What needs to be done. Only lines with the word "registry" are needed; collect each of them from the listing below.

────────

impl Binding {
    /// Create an unattached binding.
    pub fn new(registry: Arc<Registry>, files: Arc<Vfs>, config: CoreConfig) -> Arc<Self> {
        Arc::new(Self {
            registry,
            files,
            config,
            device: RwLock::new(None),
            generations: AtomicU64::new(0),
            next_id: AtomicU64::new(1),
            activation: Mutex::new(Activation::default()),
            state_stack: Mutex::new(Vec::new()),
            effects: Mutex::new(Vec::new()),
            textures: Mutex::new(Vec::new()),
        })
    }

    /// Attach to a device.
    ///
    /// The argument list must be exactly `[BindingArgument::Device(backend)]`.
    /// Any other shape fails with [`FxError::InvalidParams`] and leaves the
    /// binding unattached. The device's current render state becomes the
    /// baseline applied by [`Binding::reset_state`].
    pub fn init(&self, arguments: &[BindingArgument]) -> FxResult<()> {
        let backend = match arguments {
            [BindingArgument::Device(backend)] => Arc::clone(backend),
            _ => {
                self.release();
                return Err(FxError::InvalidParams(format!(
                    "binding expects a single device argument, got {arguments:?}"
                )));
            }
        };

        self.release();

        let generation = self.generations.fetch_add(1, Ordering::Relaxed) + 1;
        let initial_state = backend.capture_state();
        log::info!(
            "Binding: attached to '{}' (generation {})",
            backend.name(),
            generation
        );
        *self.device.write() = Some(DeviceContext {
            backend,
            initial_state,
            generation,
        });
        Ok(())
    }

    /// Release the device. The device itself is left to its owner; every
    /// effect and texture created so far becomes invalid.
    ///
    /// If a clean effect is still active, the host state it saved is applied
    /// before the device is let go.
    pub fn reset(&self) {
        self.release();
    }

    fn release(&self) {
        let previous = self.device.write().take();
        *self.activation.lock() = Activation::default();
        let saved = std::mem::take(&mut *self.state_stack.lock());

        if let Some(context) = previous {
            if let Some(host_state) = saved.first() {
                log::warn!(
                    "Binding: released with {} saved render state(s), restoring the oldest",
                    saved.len()
                );
                context.backend.apply_state(host_state);
            }
            log::info!("Binding: released '{}'", context.backend.name());
        }
    }

    pub fn is_attached(&self) -> bool {
        self.device.read().is_some()
    }

    /// The attached device, if any.
    pub fn backend(&self) -> Option<Arc<dyn EffectBackend>> {
        self.device
            .read()
            .as_ref()
            .map(|context| Arc::clone(&context.backend))
    }

    pub fn config(&self) -> &CoreConfig {
        &self.config
    }

    pub fn registry(&self) -> &Arc<Registry> {
        &self.registry
    }

    pub fn files(&self) -> &Arc<Vfs> {
        &self.files
    }

    pub fn backbuffer_size(&self) -> Option<(u32, u32)> {
        self.backend().and_then(|backend| backend.backbuffer_size())
    }

    /// Compile an effect from source text.
    ///
    /// Compiler diagnostics are logged and the call fails with
    /// [`FxError::ApiError`].
    pub fn create_effect(self: &Arc<Self>, source: &str) -> FxResult<Arc<Effect>> {
        self.compile("<inline>", source)
    }

    /// Compile an effect read through the file system. The effect is named
    /// after the resolved path.
    pub fn create_effect_from_file(self: &Arc<Self>, file: &str) -> FxResult<Arc<Effect>> {
        let file = self.files.get_file(file)?;
        // Effect sources are single-byte text.
        let source = match String::from_utf8(file.data) {
            Ok(source) => source,
            Err(err) => err.into_bytes().into_iter().map(char::from).collect(),
        };
        self.compile(&file.path, &source)
    }

    fn compile(self: &Arc<Self>, name: &str, source: &str) -> FxResult<Arc<Effect>> {
        let (backend, generation) = self.device()?;

        let native = backend
            .compile_effect(source, self.config.compile_flags)
            .map_err(|err| match err {
                BackendError::CompilationFailed { diagnostics } => {
                    for diagnostic in &diagnostics {
                        log::error!("Binding: {}: {}", name, diagnostic);
                    }
                    FxError::ApiError(format!(
                        "compiling '{}' failed with {} diagnostic(s)",
                        name,
                        diagnostics.len()
                    ))
                }
                other => other.into(),
            })?;

        let effect = Effect::new(self, generation, name.to_string(), native)?;
        self.effects.lock().push(Arc::downgrade(&effect));
        Ok(effect)
    }

    /// Create a virtual parameter. Registration is left to the registry.
    pub fn create_parameter(&self, name: &str, desc: ParameterDesc) -> Arc<Parameter> {
        log::trace!("Binding: created parameter '{}' ({:?})", name, desc);
        Arc::new(Parameter::new_virtual(name.to_string(), desc))
    }

    /// Allocate a texture on the device.
    pub fn create_texture(
        self: &Arc<Self>,
        name: &str,
        descriptor: &TextureDescriptor,
    ) -> FxResult<Arc<Texture>> {
        let (backend, generation) = self.device()?;

        let mut descriptor = descriptor.clone();
        if descriptor.label.is_none() {
            descriptor.label = Some(name.to_string());
        }
        let handle = backend.create_texture(&descriptor)?;

        let texture = Arc::new(Texture::new(
            self,
            generation,
            name.to_string(),
            descriptor,
            Some(handle),
            None,
        ));
        self.track_texture(&texture);
        Ok(texture)
    }

    /// Decode an image file into an RGBA8 texture.
    pub fn create_texture_from_file(self: &Arc<Self>, name: &str, file: &str) -> FxResult<Arc<Texture>> {
        let (backend, generation) = self.device()?;
        let file = self.files.get_file(file)?;

        let image = image::load_from_memory(&file.data)
            .map_err(|err| FxError::ApiError(format!("failed to decode '{}': {}", file.path, err)))?
            .to_rgba8();
        let (width, height) = image.dimensions();

        let descriptor =
            TextureDescriptor::new_2d(width, height, TextureFormat::Rgba8Unorm).with_label(name);
        let handle = backend.create_texture(&descriptor)?;
        if let Err(err) = backend.write_texture(handle, image.as_raw()) {
            backend.destroy_texture(handle);
            return Err(err.into());
        }

        let texture = Arc::new(Texture::new(
            self,
            generation,
            name.to_string(),
            descriptor,
            Some(handle),
            Some(file.path),
        ));
        self.track_texture(&texture);
        Ok(texture)
    }

    /// Create a texture without native storage. Bound as a pass target it
    /// selects the back buffer.
    pub fn create_null_texture(self: &Arc<Self>) -> FxResult<Arc<Texture>> {
        let (backend, generation) = self.device()?;
        let (width, height) = backend
            .backbuffer_size()
            .unwrap_or(self.config.fallback_texture_size);
        let descriptor = TextureDescriptor::new_2d(width, height, TextureFormat::Bgra8Unorm)
            .with_usage(TextureUsage::RENDER_ATTACHMENT);

        let texture = Arc::new(Texture::new(
            self,
            generation,
            String::new(),
            descriptor,
            None,
            None,
        ));
        self.track_texture(&texture);
        Ok(texture)
    }

    /// Save the current render state.
    pub fn push_state(&self) -> FxResult<()> {
        let (backend, _) = self.device()?;
        self.state_stack.lock().push(backend.capture_state());
        Ok(())
    }

    /// Restore the most recently saved render state.
    pub fn pop_state(&self) -> FxResult<()> {
        let (backend, _) = self.device()?;
        let state = self
            .state_stack
            .lock()
            .pop()
            .ok_or_else(|| FxError::InvalidCall("render state stack is empty".to_string()))?;
        backend.apply_state(&state);
        Ok(())
    }

    /// Apply the baseline state captured by [`Binding::init`].
    pub fn reset_state(&self) -> FxResult<()> {
        let guard = self.device.read();
        let context = guard.as_ref().ok_or_else(Self::unattached)?;
        context.backend.apply_state(&context.initial_state);
        Ok(())
    }

    /// Number of saved render states.
    pub fn state_depth(&self) -> usize {
        self.state_stack.lock().len()
    }

    pub fn has_active_effect(&self) -> bool {
        self.activation.lock().effect.is_some()
    }

    pub fn has_active_pass(&self) -> bool {
        self.activation.lock().pass.is_some()
    }

    /// Number of live effects created by this binding.
    pub fn effect_count(&self) -> usize {
        let mut effects = self.effects.lock();
        effects.retain(|weak| weak.strong_count() > 0);
        effects.len()
    }

    /// Number of live textures created by this binding.
    pub fn texture_count(&self) -> usize {
        let mut textures = self.textures.lock();
        textures.retain(|weak| weak.strong_count() > 0);
        textures.len()
    }

    pub(crate) fn next_id(&self) -> u64 {
        self.next_id.fetch_add(1, Ordering::Relaxed)
    }

    /// The device, if it is still the one of `generation`.
    pub(crate) fn device_for(&self, generation: u64) -> FxResult<Arc<dyn EffectBackend>> {
        let (backend, current) = self.device()?;
        if current != generation {
            return Err(FxError::InvalidCall(
                "resource was created for a previous device".to_string(),
            ));
        }
        Ok(backend)
    }

    pub(crate) fn active_effect(&self) -> Option<u64> {
        self.activation.lock().effect.map(|active| active.id)
    }

    /// Transition `Unbound -> EffectActive`.
    pub(crate) fn begin_effect(
        &self,
        effect: u64,
        clean: bool,
        begin: impl FnOnce() -> FxResult<()>,
    ) -> FxResult<()> {
        let mut activation = self.activation.lock();
        if let Some(active) = activation.effect {
            return Err(FxError::InvalidCall(if active.id == effect {
                "effect is already active".to_string()
            } else {
                "another effect is active".to_string()
            }));
        }

        if clean {
            self.push_state()?;
            if let Err(err) = self.reset_state() {
                self.pop_state()?;
                return Err(err);
            }
        }

        if let Err(err) = begin() {
            if clean {
                self.pop_state()?;
            }
            return Err(err);
        }

        activation.effect = Some(ActiveEffect { id: effect, clean });
        Ok(())
    }

    /// Transition `EffectActive -> Unbound`. `end` learns whether a pass was
    /// left active. The activation is cleared and clean state restored even
    /// when `end` fails.
    pub(crate) fn end_effect(
        &self,
        effect: u64,
        end: impl FnOnce(bool) -> FxResult<()>,
    ) -> FxResult<()> {
        let mut activation = self.activation.lock();
        let active = match activation.effect {
            Some(active) if active.id == effect => active,
            _ => return Err(FxError::InvalidCall("effect is not active".to_string())),
        };

        let dangling_pass = activation.pass.take().is_some();
        let result = end(dangling_pass);
        activation.effect = None;

        if active.clean {
            if let Err(err) = self.pop_state() {
                log::error!("Binding: restoring render state failed: {}", err);
            }
        }
        result
    }

    /// Transition `EffectActive -> PassActive`.
    pub(crate) fn begin_pass(
        &self,
        effect: u64,
        pass: u64,
        begin: impl FnOnce() -> FxResult<()>,
    ) -> FxResult<()> {
        let mut activation = self.activation.lock();
        if activation.effect.map(|active| active.id) != Some(effect) {
            return Err(FxError::InvalidCall(
                "the pass's effect is not active".to_string(),
            ));
        }
        if activation.pass.is_some() {
            return Err(FxError::InvalidCall("a pass is already active".to_string()));
        }

        begin()?;
        activation.pass = Some(pass);
        Ok(())
    }

    /// Transition `PassActive -> EffectActive`.
    pub(crate) fn end_pass(&self, pass: u64, end: impl FnOnce() -> FxResult<()>) -> FxResult<()> {
        let mut activation = self.activation.lock();
        if activation.pass != Some(pass) {
            return Err(FxError::InvalidCall("pass is not active".to_string()));
        }

        end()?;
        activation.pass = None;
        Ok(())
    }

    fn device(&self) -> FxResult<(Arc<dyn EffectBackend>, u64)> {
        self.device
            .read()
            .as_ref()
            .map(|context| (Arc::clone(&context.backend), context.generation))
            .ok_or_else(Self::unattached)
    }

    fn unattached() -> FxError {
        FxError::InvalidCall("binding is not attached to a device".to_string())
    }

    fn track_texture(&self, texture: &Arc<Texture>) {
        self.textures.lock().push(Arc::downgrade(texture));
        log::trace!(
            "Binding: created texture '{}' ({:?})",
            texture.name(),
            texture.native_handle()
        );
    }
}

────────

Exercise solution.
    pub fn new(registry: Arc<Registry>, files: Arc<Vfs>, config: CoreConfig) -> Arc<Self> {
            registry,
    pub fn registry(&self) -> &Arc<Registry> {
        &self.registry
    /// Create a virtual parameter. Registration is left to the registry.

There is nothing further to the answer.